[Stored dataset items]
-------

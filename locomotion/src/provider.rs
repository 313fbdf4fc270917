//! Registry of named, versioned archetype configs.
//!
//! Characters hold an `Arc` to the archetype they were spawned with, so re-registering a newer
//! version affects only characters spawned afterwards.

use std::collections::HashMap;
use std::path::Path;
use std::sync::Arc;

use crate::config::ArchetypeConfig;
use crate::error::ConfigError;

#[derive(Debug, Default)]
pub struct ConfigProvider {
    archetypes: HashMap<String, Arc<ArchetypeConfig>>,
}

impl ConfigProvider {
    pub fn new() -> Self {
        Self::default()
    }

    /// Validate and store an archetype under its name.
    ///
    /// A name that is already registered only accepts a strictly newer version.
    pub fn register(&mut self, mut archetype: ArchetypeConfig) -> Result<Arc<ArchetypeConfig>, ConfigError> {
        if let Some(current) = self.archetypes.get(&archetype.name) {
            if archetype.version <= current.version {
                return Err(ConfigError::StaleVersion {
                    name: archetype.name,
                    offered: archetype.version,
                    current: current.version,
                });
            }
        }

        let adjustments = archetype.validate();
        log::info!(
            "Registered archetype `{}` v{} ({} field(s) clamped)",
            archetype.name,
            archetype.version,
            adjustments.len()
        );

        let archetype = Arc::new(archetype);
        self.archetypes
            .insert(archetype.name.clone(), Arc::clone(&archetype));
        Ok(archetype)
    }

    /// Load a RON archetype file and register it.
    pub fn load_ron(&mut self, path: impl AsRef<Path>) -> Result<Arc<ArchetypeConfig>, ConfigError> {
        let archetype = ArchetypeConfig::load(path)?;
        self.register(archetype)
    }

    pub fn get(&self, name: &str) -> Result<Arc<ArchetypeConfig>, ConfigError> {
        self.archetypes
            .get(name)
            .cloned()
            .ok_or_else(|| ConfigError::UnknownArchetype(name.to_string()))
    }

    pub fn contains(&self, name: &str) -> bool {
        self.archetypes.contains_key(name)
    }

    /// Registered names, sorted.
    pub fn names(&self) -> Vec<&str> {
        let mut names: Vec<&str> = self.archetypes.keys().map(String::as_str).collect();
        names.sort_unstable();
        names
    }

    pub fn len(&self) -> usize {
        self.archetypes.len()
    }

    pub fn is_empty(&self) -> bool {
        self.archetypes.is_empty()
    }
}
use std::sync::Arc;

use crate::camera::{CameraPose, CameraRig, CameraTarget};
use crate::collision::{CapsuleMover, CollisionQueries};
use crate::config::ArchetypeConfig;
use crate::error::LocomotionError;
use crate::input::{InputBuffer, RawInput};
use crate::motor::{LocomotionMotor, MotorEvent, TickReport};
use crate::utils::{Vec3, clamp01};

/// Everything produced by one [`Character::frame`].
#[derive(Clone, Debug, PartialEq)]
pub struct FrameReport {
    pub tick: TickReport,
    pub camera: CameraPose,
}

/// One playable character: input buffer, locomotion motor and follow camera, driven together
/// once per frame.
pub struct Character {
    archetype: Arc<ArchetypeConfig>,
    input: InputBuffer,
    motor: LocomotionMotor,
    camera: CameraRig,
}

impl Character {
    /// Spawn at `spawn` (feet) facing `yaw`. The camera starts behind the body.
    pub fn new(archetype: Arc<ArchetypeConfig>, spawn: Vec3, yaw: f32) -> Result<Self, LocomotionError> {
        let motor = LocomotionMotor::new(Arc::new(archetype.movement.clone()), spawn, yaw)?;
        let input = InputBuffer::new(motor.config().jump_buffer);
        let camera = CameraRig::new(Arc::new(archetype.camera.clone().validated()), yaw);

        log::debug!(
            "Spawned `{}` v{} at ({:.2}, {:.2}, {:.2})",
            archetype.name,
            archetype.version,
            spawn.x,
            spawn.y,
            spawn.z
        );

        Ok(Self {
            archetype,
            input,
            motor,
            camera,
        })
    }

    pub fn frame(
        &mut self,
        raw: &RawInput,
        queries: &dyn CollisionQueries,
        mover: &dyn CapsuleMover,
        dt: f32,
    ) -> FrameReport {
        let dt = dt.max(0.0).min(self.motor.config().max_delta_time);

        self.input.sample(raw, dt);
        self.camera.apply_look(self.input.look_delta());

        let tick = self
            .motor
            .tick(&mut self.input, self.camera.view_basis(), queries, mover, dt);

        let camera = self.camera.update(queries, self.camera_target(), dt);

        // Without input authority the body keeps whatever facing it has.
        if self.input.has_authority() {
            if let Some(yaw) = self
                .camera
                .facing_yaw(self.motor.body().yaw(), self.input.move_axis(), dt)
            {
                self.motor.set_facing_yaw(yaw);
            }
        }

        for event in &tick.events {
            if let MotorEvent::SlamLanded { intensity } = event {
                self.camera.kick(*intensity);
            }
        }

        self.input.end_frame();
        FrameReport { tick, camera }
    }

    fn camera_target(&self) -> CameraTarget {
        let max_speed = self.motor.config().max_ground_speed;
        let speed_ratio = if max_speed > 0.0 {
            clamp01(self.motor.body().horizontal_speed() / max_speed)
        } else {
            0.0
        };

        CameraTarget {
            position: self.motor.body().position(),
            body_yaw: self.motor.body().yaw(),
            crouched: self.motor.is_crouched(),
            grounded: self.motor.is_grounded(),
            speed_ratio,
        }
    }

    /// Scroll the camera distance; crossing `min_distance` switches view mode.
    pub fn zoom(&mut self, scroll: f32) {
        self.camera.zoom(scroll);
    }

    /// Hand control to (or take it from) the local player. Revoking neutralizes all input.
    pub fn set_input_authority(&mut self, authority: bool) {
        self.input.set_authority(authority);
    }

    pub fn archetype(&self) -> &Arc<ArchetypeConfig> {
        &self.archetype
    }

    pub fn motor(&self) -> &LocomotionMotor {
        &self.motor
    }

    pub fn motor_mut(&mut self) -> &mut LocomotionMotor {
        &mut self.motor
    }

    pub fn camera(&self) -> &CameraRig {
        &self.camera
    }

    pub fn input(&self) -> &InputBuffer {
        &self.input
    }
}
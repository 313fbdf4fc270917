//! Velocity rules shared by the locomotion states.
//!
//! Everything here is a pure function of velocities, normals and config so the rules can be
//! tested without a world.

use crate::config::MovementConfig;
use crate::constants::{DIST_EPS, LANDING_KEEP_CEILING};
use crate::utils::{Vec3, clamp01, lerp, move_towards, normalize_or_zero, planar, project_on_plane, up};

/// Move planar velocity toward `target` at `rate` (m/s^2) without overshooting.
#[inline]
pub fn accelerate_toward(horizontal: Vec3, target: Vec3, rate: f32, dt: f32) -> Vec3 {
    move_towards(horizontal, target, rate.max(0.0) * dt)
}

/// Air strafing: only the speed missing along `wish` is added, so air control can steer but
/// never pushes past `max_speed` along the wish direction.
pub fn air_accelerate(horizontal: Vec3, wish: Vec3, max_speed: f32, accel: f32, dt: f32) -> Vec3 {
    if wish.norm_squared() <= DIST_EPS {
        return horizontal;
    }

    let current = horizontal.dot(&wish);
    let missing = max_speed - current;
    if missing <= 0.0 {
        return horizontal;
    }

    horizontal + wish * (accel.max(0.0) * dt).min(missing)
}

/// Gravity magnitude for this frame before the wall-run or dash scale.
///
/// Ramps from `gravity_base` to `gravity_max` over `gravity_ramp_time` seconds of air time,
/// then applies the rise or fall multiplier and the apex hang near zero vertical speed.
pub fn gravity_magnitude(vertical_speed: f32, time_in_air: f32, cfg: &MovementConfig) -> f32 {
    let ramp = clamp01(time_in_air / cfg.gravity_ramp_time.max(DIST_EPS));
    let mut g = lerp(cfg.gravity_base, cfg.gravity_max, ramp);

    g *= if vertical_speed > 0.0 {
        cfg.rise_gravity_multiplier
    } else {
        cfg.fall_gravity_multiplier
    };
    if vertical_speed.abs() <= cfg.apex_threshold {
        g *= cfg.apex_hang_multiplier;
    }

    g
}

/// Integrate progressive gravity into `vertical_speed`, clamped to terminal and max rise speed.
pub fn progressive_gravity(vertical_speed: f32, time_in_air: f32, scale: f32, cfg: &MovementConfig, dt: f32) -> f32 {
    let g = gravity_magnitude(vertical_speed, time_in_air, cfg) * scale;
    (vertical_speed - g * dt).max(-cfg.terminal_velocity).min(cfg.max_rise_speed)
}

/// Direction that points down the slope with normal `n` (zero on flat ground).
pub fn downhill_direction(normal: Vec3) -> Vec3 {
    normalize_or_zero(project_on_plane(-up(), normal))
}

/// Fraction of horizontal speed kept when touching down.
///
/// A grazing landing keeps `landing_good_keep`, a head-on one keeps `landing_bad_keep`, and
/// landing downhill earns up to `landing_downhill_bonus` on top. The result always lies in
/// `[landing_bad_keep, 0.95]`.
pub fn landing_keep_fraction(velocity: Vec3, normal: Vec3, cfg: &MovementConfig) -> f32 {
    let bad = cfg.landing_bad_keep;
    let ceiling = LANDING_KEEP_CEILING.max(bad);

    let dir = normalize_or_zero(velocity);
    if dir == Vec3::zeros() {
        return cfg.landing_good_keep.max(bad).min(ceiling);
    }

    let impact = dir.dot(&normal).abs();
    let mut keep = lerp(bad, cfg.landing_good_keep, 1.0 - impact);

    let tangent = normalize_or_zero(project_on_plane(velocity, normal));
    keep += tangent.dot(&downhill_direction(normal)).max(0.0) * cfg.landing_downhill_bonus;

    keep.max(bad).min(ceiling)
}

/// Redirect horizontal velocity along the landing surface, scaled by `keep`. Vertical speed is
/// left to the caller.
pub fn apply_landing_keep(velocity: Vec3, normal: Vec3, keep: f32) -> Vec3 {
    let horizontal = planar(velocity);
    let speed = horizontal.norm();

    let along_surface = normalize_or_zero(planar(project_on_plane(velocity, normal)));
    let dir = if along_surface == Vec3::zeros() {
        normalize_or_zero(horizontal)
    } else {
        along_surface
    };

    let kept = dir * speed * keep;
    Vec3::new(kept.x, velocity.y, kept.z)
}

/// Scale horizontal speed by up to `1 + jump_horiz_bonus_max` depending on how close it is to
/// the ground speed cap.
pub fn jump_horizontal_bonus(horizontal: Vec3, cfg: &MovementConfig) -> Vec3 {
    let ratio = clamp01(horizontal.norm() / cfg.max_ground_speed.max(0.01));
    horizontal * (1.0 + lerp(0.0, cfg.jump_horiz_bonus_max, ratio))
}

/// Launch velocity for a jump off a wall with outward `normal`.
///
/// Horizontal motion leaves along the outward/upward blend, at least `wall_jump_min_horiz_speed`,
/// plus a separation push. Vertical speed is the full jump velocity.
pub fn wall_jump_velocity(velocity: Vec3, normal: Vec3, cfg: &MovementConfig) -> Vec3 {
    let blend = normalize_or_zero(normal * cfg.wall_jump_outward + up() * cfg.wall_jump_upward);

    let mut horizontal_dir = normalize_or_zero(planar(blend));
    if horizontal_dir == Vec3::zeros() {
        horizontal_dir = normalize_or_zero(planar(normal));
    }

    let target = (planar(velocity).norm() * cfg.wall_jump_horiz_scale).max(cfg.wall_jump_min_horiz_speed);
    let horizontal = horizontal_dir * target + planar(normal) * cfg.wall_jump_separation_boost;

    Vec3::new(horizontal.x, cfg.jump_velocity(), horizontal.z)
}

/// Whether horizontal motion qualifies for a wall run on a wall with outward `normal`.
///
/// Needs `wall_min_speed` and either an approach (moving into the wall) or mostly parallel motion.
pub fn wall_run_entry_allowed(horizontal: Vec3, normal: Vec3, approach_threshold: f32, cfg: &MovementConfig) -> bool {
    let speed = horizontal.norm();
    if speed < cfg.wall_min_speed || speed <= DIST_EPS {
        return false;
    }

    let dir = horizontal / speed;
    let approach = dir.dot(&-normal);
    let parallel = planar(project_on_plane(horizontal, normal)).norm() / speed;

    approach >= approach_threshold || parallel >= cfg.wall_parallel_min_ratio
}

/// Downhill acceleration while sliding down a slope, in m/s^2.
pub fn slope_slide_accel(slope_angle_deg: f32, time_on_slope: f32, cfg: &MovementConfig) -> f32 {
    let steepness = slope_angle_deg.to_radians().sin().max(0.0).powf(cfg.slope_angle_power);
    cfg.slope_slide_base_accel
        + cfg.slope_slide_accel_per_sec * time_on_slope.max(0.0)
        + cfg.gravity_base * cfg.slope_gravity_factor * steepness
}

/// Dash direction: wish when steering, otherwise the look direction with its vertical part
/// scaled by the up/down factors. Falls back to the body facing.
pub fn dash_direction(wish: Vec3, look: Vec3, facing: Vec3, cfg: &MovementConfig) -> Vec3 {
    if wish.norm_squared() > DIST_EPS {
        return normalize_or_zero(wish);
    }

    let scale = if look.y >= 0.0 {
        cfg.dash_up_scale
    } else {
        cfg.dash_down_scale
    };
    let scaled = normalize_or_zero(Vec3::new(look.x, look.y * scale, look.z));
    if scaled == Vec3::zeros() {
        normalize_or_zero(planar(facing))
    } else {
        scaled
    }
}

-------

Problem description
If a line above includes the string "body", pick it out.

Exercise response
    /// Spawn at `spawn` (feet) facing `yaw`. The camera starts behind the body.
        // Without input authority the body keeps whatever facing it has.
                .facing_yaw(self.motor.body().yaw(), self.input.move_axis(), dt)
            clamp01(self.motor.body().horizontal_speed() / max_speed)
            position: self.motor.body().position(),
            body_yaw: self.motor.body().yaw(),
/// scaled by the up/down factors. Falls back to the body facing.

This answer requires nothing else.